"Voltaire est cette icône qui ressurgit régulièrement d'un tombeau vide pour exalter les valeurs de la tolérance et dénoncer les ravages de l'obscurantisme. de la superstition, de la censure. C'est l'homme de l'ironie, usant comme nul autre dans ses pamphlets des procédés d'antiphrase, d'amplification et d'accumulation, pastichant les récits épiques, excellant dans la litote, raillant et ferraillant."EDOUARD LAUNET
In 1694, Age of Enlightenment leader Francois-Marie Arouet, known as Voltaire, was born in Paris. Jesuit-educated, he began writing clever verses by the age of 12. He launched a lifelong, successful playwriting career in 1718, interrupted by imprisonment in the Bastille. Upon a second imprisonment, in which Francois adopted the pen name Voltaire, he was released after agreeing to move to London. There he wrote Lettres philosophiques (1733), which galvanized French reform. The book also satirized the religious teachings of Rene Descartes and Blaise Pascal, including Pascal's famed "wager" on God. Voltaire wrote: "The interest I have in believing a thing is not a proof of the existence of that thing." Voltaire's French publisher was sent to the Bastille and Voltaire had to escape from Paris again, as judges sentenced the book to be "torn and burned in the Palace." Voltaire spent a calm 16 years with his deistic mistress, Madame du Chatelet, in Lorraine. He met the 27 year old married mother when he was 39. In his memoirs, he wrote: "I found, in 1733, a young woman who thought as I did, and decided to spend several years in the country, cultivating her mind." He dedicated Traite de metaphysique to her. In it the Deist candidly rejected immortality and questioned belief in God. It was not published until the 1780s. Voltaire continued writing amusing but meaty philosophical plays and histories.

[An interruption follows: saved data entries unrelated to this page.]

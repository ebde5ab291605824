//! TCP transport implementation.
//!
//! Line-delimited JSON-RPC over raw TCP. Every connection gets its own MCP
//! session; all sessions share the tools mounted at startup.

use rmcp::ServiceExt;
use std::net::SocketAddr;
use tokio::net::{TcpListener, TcpStream};
use tracing::{Instrument, info, info_span, warn};

use super::{TransportError, TransportResult, config::TcpConfig};
use crate::core::McpServer;

/// TCP transport handler.
pub struct TcpTransport {
    config: TcpConfig,
}

impl TcpTransport {
    pub fn new(config: TcpConfig) -> Self {
        Self { config }
    }

    /// Get the bind address.
    pub fn address(&self) -> String {
        format!("{}:{}", self.config.host, self.config.port)
    }

    /// Accept connections until the process exits.
    pub async fn run(self, server: McpServer) -> TransportResult<()> {
        let addr = self.address();

        let listener = TcpListener::bind(&addr)
            .await
            .map_err(|e| TransportError::bind(&addr, e))?;

        info!(
            "Ready - serving {} tool(s) on {} (JSON-RPC over TCP)",
            server.mount_report().mounted.len(),
            addr
        );

        loop {
            match listener.accept().await {
                Ok((stream, peer_addr)) => {
                    if let Err(e) = stream.set_nodelay(true) {
                        warn!("Failed to set TCP_NODELAY for {}: {}", peer_addr, e);
                    }

                    let server = server.clone();
                    let span = info_span!("tcp_session", peer = %peer_addr);
                    tokio::spawn(Self::serve_connection(server, stream, peer_addr).instrument(span));
                }
                Err(e) => {
                    warn!("Failed to accept connection: {}", e);
                    // Back off on persistent accept errors
                    tokio::time::sleep(tokio::time::Duration::from_millis(100)).await;
                }
            }
        }
    }

    async fn serve_connection(server: McpServer, stream: TcpStream, peer_addr: SocketAddr) {
        let service = match server.serve(stream).await {
            Ok(service) => service,
            Err(e) => {
                warn!("Failed to initialize session for {}: {}", peer_addr, e);
                return;
            }
        };
        info!("Client {} connected", peer_addr);

        match service.waiting().await {
            Ok(reason) => info!("Client {} disconnected ({:?})", peer_addr, reason),
            Err(e) => warn!("Session for {} ended with error: {}", peer_addr, e),
        }
    }
}
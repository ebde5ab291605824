//! Transport configuration types.

use serde::{Deserialize, Serialize};

/// Which transport serves the mounted tools.
#[derive(Debug, Clone, Serialize, Deserialize)]
#[serde(tag = "type", rename_all = "lowercase")]
pub enum TransportConfig {
    /// Standard input/output transport (default for MCP).
    #[cfg(feature = "stdio")]
    Stdio,

    /// TCP socket transport with JSON-RPC messages.
    #[cfg(feature = "tcp")]
    Tcp(TcpConfig),

    /// HTTP transport with JSON-RPC over POST.
    #[cfg(feature = "http")]
    Http(HttpConfig),
}

/// TCP transport configuration.
#[cfg(feature = "tcp")]
#[derive(Debug, Clone, Serialize, Deserialize)]
pub struct TcpConfig {
    pub port: u16,

    #[serde(default = "default_host")]
    pub host: String,
}

/// HTTP transport configuration.
#[cfg(feature = "http")]
#[derive(Debug, Clone, Serialize, Deserialize)]
pub struct HttpConfig {
    pub port: u16,

    #[serde(default = "default_host")]
    pub host: String,

    /// Path of the JSON-RPC endpoint.
    #[serde(default = "default_rpc_path")]
    pub rpc_path: String,

    /// Allow browser clients from any origin.
    #[serde(default = "default_cors")]
    pub enable_cors: bool,
}

#[cfg(feature = "tcp")]
const DEFAULT_TCP_PORT: u16 = 3000;

#[cfg(feature = "http")]
const DEFAULT_HTTP_PORT: u16 = 8080;

#[cfg(any(feature = "tcp", feature = "http"))]
fn default_host() -> String {
    "127.0.0.1".to_string()
}

#[cfg(feature = "http")]
fn default_rpc_path() -> String {
    "/mcp".to_string()
}

#[cfg(feature = "http")]
fn default_cors() -> bool {
    true
}

#[cfg(any(feature = "tcp", feature = "http"))]
fn env_port(var: &str, default: u16) -> u16 {
    match std::env::var(var) {
        Ok(value) => value.trim().parse().unwrap_or_else(|_| {
            tracing::warn!("Invalid {} value: {}, using {}", var, value, default);
            default
        }),
        Err(_) => default,
    }
}

#[cfg(any(feature = "tcp", feature = "http"))]
fn env_host(var: &str) -> String {
    std::env::var(var)
        .ok()
        .filter(|host| !host.trim().is_empty())
        .unwrap_or_else(default_host)
}

impl Default for TransportConfig {
    fn default() -> Self {
        #[cfg(feature = "stdio")]
        {
            return Self::Stdio;
        }

        #[cfg(all(not(feature = "stdio"), feature = "tcp"))]
        {
            return Self::Tcp(TcpConfig::default());
        }

        #[cfg(all(not(feature = "stdio"), not(feature = "tcp"), feature = "http"))]
        {
            return Self::Http(HttpConfig::default());
        }

        #[cfg(not(any(feature = "stdio", feature = "tcp", feature = "http")))]
        {
            compile_error!("At least one transport feature must be enabled: stdio, tcp, or http");
        }
    }
}

#[cfg(feature = "tcp")]
impl Default for TcpConfig {
    fn default() -> Self {
        Self {
            port: DEFAULT_TCP_PORT,
            host: default_host(),
        }
    }
}

#[cfg(feature = "http")]
impl Default for HttpConfig {
    fn default() -> Self {
        Self {
            port: DEFAULT_HTTP_PORT,
            host: default_host(),
            rpc_path: default_rpc_path(),
            enable_cors: default_cors(),
        }
    }
}

impl TransportConfig {
    #[cfg(feature = "tcp")]
    pub fn tcp(port: u16, host: impl Into<String>) -> Self {
        Self::Tcp(TcpConfig {
            port,
            host: host.into(),
        })
    }

    #[cfg(feature = "http")]
    pub fn http(port: u16, host: impl Into<String>) -> Self {
        Self::Http(HttpConfig {
            port,
            host: host.into(),
            ..Default::default()
        })
    }

    /// Load transport config from `MCP_TRANSPORT` and the matching
    /// `MCP_TCP_*` / `MCP_HTTP_*` variables.
    ///
    /// An unknown or unavailable transport falls back to the default one.
    pub fn from_env() -> Self {
        let transport = std::env::var("MCP_TRANSPORT")
            .unwrap_or_default()
            .trim()
            .to_lowercase();

        match transport.as_str() {
            #[cfg(feature = "tcp")]
            "tcp" => Self::Tcp(TcpConfig {
                port: env_port("MCP_TCP_PORT", DEFAULT_TCP_PORT),
                host: env_host("MCP_TCP_HOST"),
            }),
            #[cfg(feature = "http")]
            "http" => Self::Http(HttpConfig {
                port: env_port("MCP_HTTP_PORT", DEFAULT_HTTP_PORT),
                host: env_host("MCP_HTTP_HOST"),
                rpc_path: std::env::var("MCP_HTTP_PATH").unwrap_or_else(|_| default_rpc_path()),
                enable_cors: std::env::var("MCP_HTTP_CORS")
                    .map(|v| !matches!(v.trim().to_lowercase().as_str(), "false" | "0" | "no"))
                    .unwrap_or_else(|_| default_cors()),
            }),
            "" => Self::default(),
            other => {
                tracing::warn!(
                    "Transport {} is not available in this build, using default",
                    other
                );
                Self::default()
            }
        }
    }

    /// Get a description of this transport for logging.
    pub fn description(&self) -> String {
        match self {
            #[cfg(feature = "stdio")]
            Self::Stdio => "STDIO (standard MCP mode)".to_string(),
            #[cfg(feature = "tcp")]
            Self::Tcp(cfg) => format!("TCP on {}:{}", cfg.host, cfg.port),
            #[cfg(feature = "http")]
            Self::Http(cfg) => format!("HTTP on {}:{}{}", cfg.host, cfg.port, cfg.rpc_path),
        }
    }
}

After the earthquake that leveled Lisbon in 1755, in which 15,000 people perished and another 15,000 were wounded, Voltaire wrote Poème sur le désastre de Lisbonne (Poem on the Lisbon Disaster): "But how conceive a God supremely good/ Who heaps his favours on the sons he loves,/ Yet scatters evil with as large a hand?"
Voltaire purchased a chateau in Geneva, where, among other works, he wrote Candide (1759). To avoid Calvinist persecution, Voltaire moved across the border to Ferney, where the wealthy writer lived for 18 years until his death. Voltaire began to openly challenge Christianity, calling it "the infamous thing." He wrote Frederick the Great: "Christianity is the most ridiculous, the most absurd, and bloody religion that has ever infected the world." Voltaire ended every letter to friends with "Ecrasez l'infame" (crush the infamy — the Christian religion). His pamphlet, The Sermon on the Fifty (1762) went after transubstantiation, miracles, biblical contradictions, the Jewish religion, and the Christian God. Voltaire wrote that a true god "surely cannot have been born of a girl, nor died on the gibbet, nor be eaten in a piece of dough," or inspired "books, filled with contradictions, madness, and horror." He also published excerpts of Testament of the Abbe Meslier, by an atheist priest, in Holland, which advanced the Enlightenment. Voltaire's Philosophical Dictionary was published in 1764 without his name. Although the first edition immediately sold out, Geneva officials, followed by Dutch and Parisian, had the books burned. It was published in 1769 as two large volumes. Voltaire campaigned fiercely against civil atrocities in the name of religion, writing pamphlets and commentaries about the barbaric execution of a Huguenot trader, who was first broken at the wheel, then burned at the stake, in 1762. Voltaire's campaign for justice and restitution ended with a posthumous retrial in 1765, during which 40 Parisian judges declared the defendant innocent. Voltaire urgently tried to save the life of Chevalier de la Barre, a 19 year old sentenced to death for blasphemy for failing to remove his hat during a religious procession. In 1766, Chevalier was beheaded after being tortured, then his body was burned, along with a copy of Voltaire's Philosophical Dictionary. Voltaire's statue at the Pantheon was melted down during Nazi occupation. D. 1778.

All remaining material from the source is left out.